Setelah mendengar laporan tersebut, Ghislain mengangguk.
“Yah, sudah saatnya fase ini berakhir.”
Mereka telah memperoleh momentum yang sangat besar melalui pergerakan yang cepat dan tak terduga. Tetapi pendekatan ini tidak akan pernah bertahan selamanya.
Tidak diragukan lagi, para pengikut Falkenheim yang tersisa kini sedang berkumpul di medan perang.
Alasan mereka tidak segera melibatkan pasukan penumpas, melainkan memilih untuk memperluas garis depan mereka, juga jelas.
“Mereka ingin menunda pertempuran sekaligus mencegah pembelotan lebih lanjut. Lumayan.”

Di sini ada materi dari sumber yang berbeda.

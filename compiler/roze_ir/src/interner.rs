//! String interner for identifiers and tags.

// Arc lets the driver, the compiler and the interpreter share one interner.
use parking_lot::RwLock;
use rustc_hash::FxHashMap;
use std::ops::Deref;
use std::sync::Arc;

use crate::Name;

struct InternTable {
    map: FxHashMap<&'static str, u32>,
    strings: Vec<&'static str>,
}

/// Interner mapping strings to [`Name`]s and back.
///
/// Interned strings are leaked to get a `'static` lifetime; the number of
/// distinct identifiers in a program is small and bounded by the source.
pub struct StringInterner {
    table: RwLock<InternTable>,
}

impl StringInterner {
    /// Create an interner with the sentinel tags already interned.
    pub fn new() -> Self {
        let mut table = InternTable {
            map: FxHashMap::default(),
            strings: Vec::with_capacity(64),
        };
        for (index, text) in Name::PRE_INTERNED.iter().enumerate() {
            // PRE_INTERNED has five entries.
            let index = u32::try_from(index).unwrap_or(u32::MAX);
            table.map.insert(text, index);
            table.strings.push(text);
        }
        StringInterner {
            table: RwLock::new(table),
        }
    }

    /// Intern `s`, returning its [`Name`].
    ///
    /// # Panics
    /// Panics if more than `u32::MAX` distinct strings are interned.
    pub fn intern(&self, s: &str) -> Name {
        if let Some(&index) = self.table.read().map.get(s) {
            return Name::from_raw(index);
        }

        let mut table = self.table.write();
        // Another writer may have won the race between the two locks.
        if let Some(&index) = table.map.get(s) {
            return Name::from_raw(index);
        }

        let leaked: &'static str = Box::leak(s.to_owned().into_boxed_str());
        let index = u32::try_from(table.strings.len())
            .unwrap_or_else(|_| panic!("interner exceeded u32::MAX strings"));
        table.strings.push(leaked);
        table.map.insert(leaked, index);
        Name::from_raw(index)
    }

    /// Text of an interned name. Unknown names resolve to `"<unknown>"`.
    pub fn lookup(&self, name: Name) -> &'static str {
        self.table
            .read()
            .strings
            .get(name.raw() as usize)
            .copied()
            .unwrap_or("<unknown>")
    }

    /// Number of interned strings, including the pre-interned sentinels.
    pub fn len(&self) -> usize {
        self.table.read().strings.len()
    }

    pub fn is_empty(&self) -> bool {
        self.len() == 0
    }
}

impl Default for StringInterner {
    fn default() -> Self {
        Self::new()
    }
}

/// Reference-counted handle to a [`StringInterner`].
#[derive(Clone, Default)]
pub struct SharedInterner(Arc<StringInterner>);

impl SharedInterner {
    pub fn new() -> Self {
        SharedInterner(Arc::new(StringInterner::new()))
    }
}

impl Deref for SharedInterner {
    type Target = StringInterner;

    fn deref(&self) -> &Self::Target {
        &self.0
    }
}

Jika perang berlarut-larut, hal itu akan menempatkan pasukan penindas pada posisi yang sangat tidak menguntungkan.
Tanpa rantai pasokan yang sebenarnya, pasukan mereka pada akhirnya akan hancur berantakan.
Sementara itu, kekuatan Falkenheim akan semakin stabil seiring waktu. Bahkan sekarang, mereka dengan cepat mendapatkan kembali pijakan mereka.
Namun, hal ini sesuai dengan harapan Ghislain.
Sambil tersenyum cerah, dia bergumam pada dirinya sendiri.
“Baiklah. Saatnya memulai operasi selanjutnya.”
Di antara semua skenario yang telah dia persiapkan, inilah yang paling dia harapkan.